Back in Hamburg on a job for the A.F.L., he decided to stay. "America does not need me," he said. "Germany does." He renounced his U.S. citizenship and was elected mayor of Hamburg. Mayor Brauer's task looked impossible: in three blockbusting nights, British bombers had leveled half the city; 300,000 of its 560,000 dwellings were destroyed, more than in all Britain. Huge mounds in the city cemetery were a memorial to Hamburg's 80,000 air-raid victims; the once-busy harbor lay choked with 3,000 wrecks...
Rubble Lift. Under Brauer's direction, three narrow-gauge railroads were driven into Hamburg's ruins to cart out the rubble; at the peak one train ran every ten minutes, loaded with 4,000 tons of scrap steel and mortar. Hamburg rebuilt faster than any other city in Germany: 130.000 homes. 52 schools, enough new jobs to employ 65,000 more workers than prewar. Shipping shot back to 70% of normal, production rose 6% over 1936. Back to its prewar population of 1,600,000, Hamburg once more became West Germany's biggest city...

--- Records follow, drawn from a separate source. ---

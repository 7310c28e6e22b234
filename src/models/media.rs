use serde::{Deserialize, Serialize};
use std::str::FromStr;

/// Section of the site a scanned folder feeds.
#[derive(Debug, Clone, Copy, PartialEq, Eq, Hash, Serialize, Deserialize)]
#[serde(rename_all = "kebab-case")]
pub enum MediaRoute {
    Gallery,
    StudentsGallery,
    SuccessStories,
    Instructors,
}

impl MediaRoute {
    pub const ALL: [MediaRoute; 4] = [
        MediaRoute::Gallery,
        MediaRoute::StudentsGallery,
        MediaRoute::SuccessStories,
        MediaRoute::Instructors,
    ];

    pub fn as_str(&self) -> &'static str {
        match self {
            Self::Gallery => "gallery",
            Self::StudentsGallery => "students-gallery",
            Self::SuccessStories => "success-stories",
            Self::Instructors => "instructors",
        }
    }
}

impl FromStr for MediaRoute {
    type Err = ();

    fn from_str(s: &str) -> Result<Self, Self::Err> {
        match s.to_lowercase().as_str() {
            "gallery" => Ok(Self::Gallery),
            "students-gallery" => Ok(Self::StudentsGallery),
            "success-stories" => Ok(Self::SuccessStories),
            "instructors" => Ok(Self::Instructors),
            _ => Err(()),
        }
    }
}

impl std::fmt::Display for MediaRoute {
    fn fmt(&self, f: &mut std::fmt::Formatter<'_>) -> std::fmt::Result {
        f.write_str(self.as_str())
    }
}

#[derive(Debug, Clone, Copy, PartialEq, Eq, Serialize, Deserialize)]
#[serde(rename_all = "lowercase")]
pub enum MediaKind {
    Image,
    Video,
}

impl MediaKind {
    pub fn as_str(&self) -> &'static str {
        match self {
            Self::Image => "image",
            Self::Video => "video",
        }
    }
}

impl FromStr for MediaKind {
    type Err = ();

    fn from_str(s: &str) -> Result<Self, Self::Err> {
        match s.to_lowercase().as_str() {
            "image" => Ok(Self::Image),
            "video" => Ok(Self::Video),
            _ => Err(()),
        }
    }
}

impl std::fmt::Display for MediaKind {
    fn fmt(&self, f: &mut std::fmt::Formatter<'_>) -> std::fmt::Result {
        f.write_str(self.as_str())
    }
}

/// One file found by a seed/sync scan. Never updated after insert.
#[derive(Debug, Clone, Serialize)]
pub struct MediaFile {
    pub id: i64,
    pub route: MediaRoute,
    pub filename: String,
    pub kind: MediaKind,
    pub url: String,
    pub created_at: String,
}
mod blog;
mod gallery;
mod inquiry;
mod locale;
mod media;
mod user;

pub use blog::*;
pub use gallery::*;
pub use inquiry::*;
pub use locale::*;
pub use media::*;
pub use user::*;
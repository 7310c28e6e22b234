use anyhow::Result;
use r2d2::Pool;
use r2d2_sqlite::SqliteConnectionManager;
use rusqlite::Connection;
use std::path::Path;

pub type DbPool = Pool<SqliteConnectionManager>;

pub struct Database {
    pool: DbPool,
}

impl Clone for Database {
    fn clone(&self) -> Self {
        Self {
            pool: self.pool.clone(),
        }
    }
}

impl Database {
    pub fn open(path: &str) -> Result<Self> {
        let path = Path::new(path);
        if let Some(parent) = path.parent() {
            std::fs::create_dir_all(parent)?;
        }

        // foreign_keys is per-connection, so it goes in the pool init hook;
        // WAL is a property of the database file and sticks after one run.
        let manager = SqliteConnectionManager::file(path)
            .with_init(|conn| conn.execute_batch("PRAGMA foreign_keys=ON;"));
        let pool = Pool::builder().max_size(10).build(manager)?;

        let conn = pool.get()?;
        conn.execute_batch("PRAGMA journal_mode=WAL;")?;

        Ok(Self { pool })
    }

    /// Named shared-cache in-memory database; every pooled connection sees
    /// the same data. Used by the test suites.
    pub fn open_memory(name: &str) -> Result<Self> {
        let uri = format!("file:{}?mode=memory&cache=shared", name);
        let manager = SqliteConnectionManager::file(uri)
            .with_init(|conn| conn.execute_batch("PRAGMA foreign_keys=ON;"));
        let pool = Pool::builder().max_size(4).build(manager)?;
        Ok(Self { pool })
    }

    pub fn get(&self) -> Result<r2d2::PooledConnection<SqliteConnectionManager>> {
        Ok(self.pool.get()?)
    }

    pub fn migrate(&self) -> Result<()> {
        let conn = self.get()?;
        run_migrations(&conn)?;
        Ok(())
    }
}

fn run_migrations(conn: &Connection) -> Result<()> {
    conn.execute_batch(
        r#"
        CREATE TABLE IF NOT EXISTS schema_migrations (
            version INTEGER PRIMARY KEY,
            applied_at TEXT DEFAULT CURRENT_TIMESTAMP
        );
        "#,
    )?;

    let current_version: i32 = conn
        .query_row(
            "SELECT COALESCE(MAX(version), 0) FROM schema_migrations",
            [],
            |row| row.get(0),
        )
        .unwrap_or(0);

    let migrations: Vec<(i32, &str)> = vec![(1, include_str!("migrations/001_initial.sql"))];

    for (version, sql) in migrations {
        if version > current_version {
            tracing::info!("Running migration {}", version);
            conn.execute_batch(sql)?;
            conn.execute(
                "INSERT INTO schema_migrations (version) VALUES (?)",
                [version],
            )?;
        }
    }

    Ok(())
}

...Brauer could be brusque; lagging subordinates heard him roar: "You are so stupid." He told citizens of his city, which was old when New York was still Indian territory: "In America they do it thus and so." He wrathfully shoved aside the time-consuming forms and protocol of German bureaucracy that he called "the new totalitarianism of our time." He irritated his own Social Democratic Party by publicly lambasting "shallow, commonplace Socialism, exhausting itself in theory...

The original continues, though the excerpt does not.